All of lore.kernel.org
 help / color / mirror / Atom feed
From: Julia Lawall <julia.lawall@lip6.fr>
To: Denis Efremov <efremov@linux.com>
Cc: Coccinelle <cocci@systeme.lip6.fr>,
	Gilles Muller <Gilles.Muller@lip6.fr>,
	Nicolas Palix <nicolas.palix@imag.fr>,
	Michal Marek <michal.lkml@markovi.net>,
	linux-kernel@vger.kernel.org, tacingiht@gmail.com
Subject: Re: [RFC PATCH] coccinelle: check for integer overflow in binary search
Date: Thu, 5 Sep 2019 09:51:28 +0200 (CEST)	[thread overview]
Message-ID: <alpine.DEB.2.21.1909050950100.2357@hadrien> (raw)
In-Reply-To: <8916c9d9-bdf5-51c2-b5cb-49898e14a00c@linux.com>



On Thu, 5 Sep 2019, Denis Efremov wrote:

>
>
> On 05.09.2019 09:20, Julia Lawall wrote:
> >
> >
> > On Thu, 5 Sep 2019, Denis Efremov wrote:
> >
> >> This is an RFC. I will resend the patch after feedback. Currently
> >> I'm preparing big patchset with bsearch warnings fixed. The rule will
> >> be a part of this patchset if it will be considered good enough for
> >> checking.
> >>
> >> There is a known integer overflow error [1] in the binary search
> >> algorithm.
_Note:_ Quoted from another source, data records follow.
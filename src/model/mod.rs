//! Model catalog data structures and the versioned registry
//!
//! A [`ModelVersion`] is metadata about one trained artifact; the
//! [`registry::ModelRegistry`] owns the lifecycle of every version and
//! enforces the exactly-one-deployed invariant.

pub mod catalog;
pub mod predictor;
pub mod registry;

pub use catalog::ModelCatalog;
pub use predictor::{EnsembleModel, LinearModel, Predictor, RawAttribution, Stump, TreeModel};
pub use registry::{DeploymentOutcome, ModelRegistry};

use chrono::NaiveDate;
use serde::{Deserialize, Serialize};

/// Lifecycle status of a model version.
///
/// Permitted transitions: testing -> validated -> deployed -> retired, plus
/// validated -> retired for rejected candidates. Retired versions are kept
/// for audit and history reproducibility, never deleted.
#[derive(Debug, Clone, Copy, PartialEq, Eq, Serialize, Deserialize)]
#[serde(rename_all = "lowercase")]
pub enum ModelStatus {
    Testing,
    Validated,
    Deployed,
    Retired,
}

impl ModelStatus {
    pub fn as_str(&self) -> &'static str {
        match self {
            ModelStatus::Testing => "testing",
            ModelStatus::Validated => "validated",
            ModelStatus::Deployed => "deployed",
            ModelStatus::Retired => "retired",
        }
    }
}

impl std::fmt::Display for ModelStatus {
    fn fmt(&self, f: &mut std::fmt::Formatter<'_>) -> std::fmt::Result {
        f.write_str(self.as_str())
    }
}

/// Offline evaluation metrics recorded when the artifact was trained.
#[derive(Debug, Clone, Copy, PartialEq, Serialize, Deserialize)]
pub struct TrainingMetrics {
    pub accuracy: f64,
    pub precision: f64,
    pub recall: f64,
    pub f1_score: f64,
    pub roc_auc: f64,
}

/// Metadata for one trained model version.
#[derive(Debug, Clone, Serialize, Deserialize)]
pub struct ModelVersion {
    pub model_id: String,
    pub version: String,
    pub algorithm: String,
    pub training_date: NaiveDate,
    pub metrics: TrainingMetrics,
    pub status: ModelStatus,
    #[serde(default, skip_serializing_if = "Option::is_none")]
    pub description: Option<String>,
}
Google faced it in 2006 [2]. This rule checks midpoint
> >> calculation in binary search for overflow, i.e., (l + h) / 2.
> >> Not every match is an actual error since the array could be small
> >> enough. However, a custom implementation of binary search is
> >> error-prone and it's better to use the library function (lib/bsearch.c)
> >> or to apply defensive programming for midpoint calculation.
> >>
> >> [1] https://en.wikipedia.org/wiki/Binary_search_algorithm#Implementation_issues
> >> [2] https://ai.googleblog.com/2006/06/extra-extra-read-all-about-it-nearly.html
> >>
> >> Signed-off-by: Denis Efremov <efremov@linux.com>
> >> ---
> >>  scripts/coccinelle/misc/bsearch.cocci | 80 +++++++++++++++++++++++++++
> >>  1 file changed, 80 insertions(+)
> >>  create mode 100644 scripts/coccinelle/misc/bsearch.cocci
> >>
> >> diff --git a/scripts/coccinelle/misc/bsearch.cocci b/scripts/coccinelle/misc/bsearch.cocci
> >> new file mode 100644
> >> index 000000000000..a99d9a8d3ee5
> >> --- /dev/null
> >> +++ b/scripts/coccinelle/misc/bsearch.cocci
> >> @@ -0,0 +1,80 @@
> >> +// SPDX-License-Identifier: GPL-2.0-only
> >> +/// Check midpoint calculation in binary search algorithm for integer overflow
> >> +/// error [1]. Google faced it in 2006 [2]. Not every match is an actual error
> >> +/// since the array can be small enough. However, a custom implementation of
> >> +/// binary search is error-prone and it's better to use the library function
> >> +/// (lib/bsearch.c) or to apply defensive programming for midpoint calculation.
> >> +///
> >> +/// [1] https://en.wikipedia.org/wiki/Binary_search_algorithm#Implementation_issues
> >> +/// [2] https://ai.googleblog.com/2006/06/extra-extra-read-all-about-it-nearly.html
> >> +//
> >> +// Confidence: Medium
> >> +// Copyright: (C) 2019 Denis Efremov, ISPRAS
> >> +// Comments:
> >> +// Options: --no-includes --include-headers
> >> +
> >> +virtual report
> >> +virtual org
> >> +
> >> +@r depends on org || report@
> >> +identifier l, h, m;
> >> +statement S;
> >> +position p;
> >> +// to match 1 in <<
> >> +// to match 2 in /
> >> +// Can't use exact values, e.g. 2, because it fails to match 2L.
> >> +// TODO: Is there an isomorphism for 2, 2L, 2U, 2UL, 2ULL, etc?
> >> +constant c;
> >
> > As far as I can see, you aren't checking for 2 at all at the moment?
>
> Yes, there are no false positives even without pinning constants to 1, 2.
> However, it's better to express this in the rule.
>
> > You
> > should be able to say constant c = {2, 2L, etc};.  Actually, we do
> > consider several variants of 0, so it could be reasonable to allow eg 2 to
> > match other variants as well.
>
> It looks like integer literals aren't fully supported. When I'm trying to write
> 'constant c = {2L}; ' it fails with int_of_string error.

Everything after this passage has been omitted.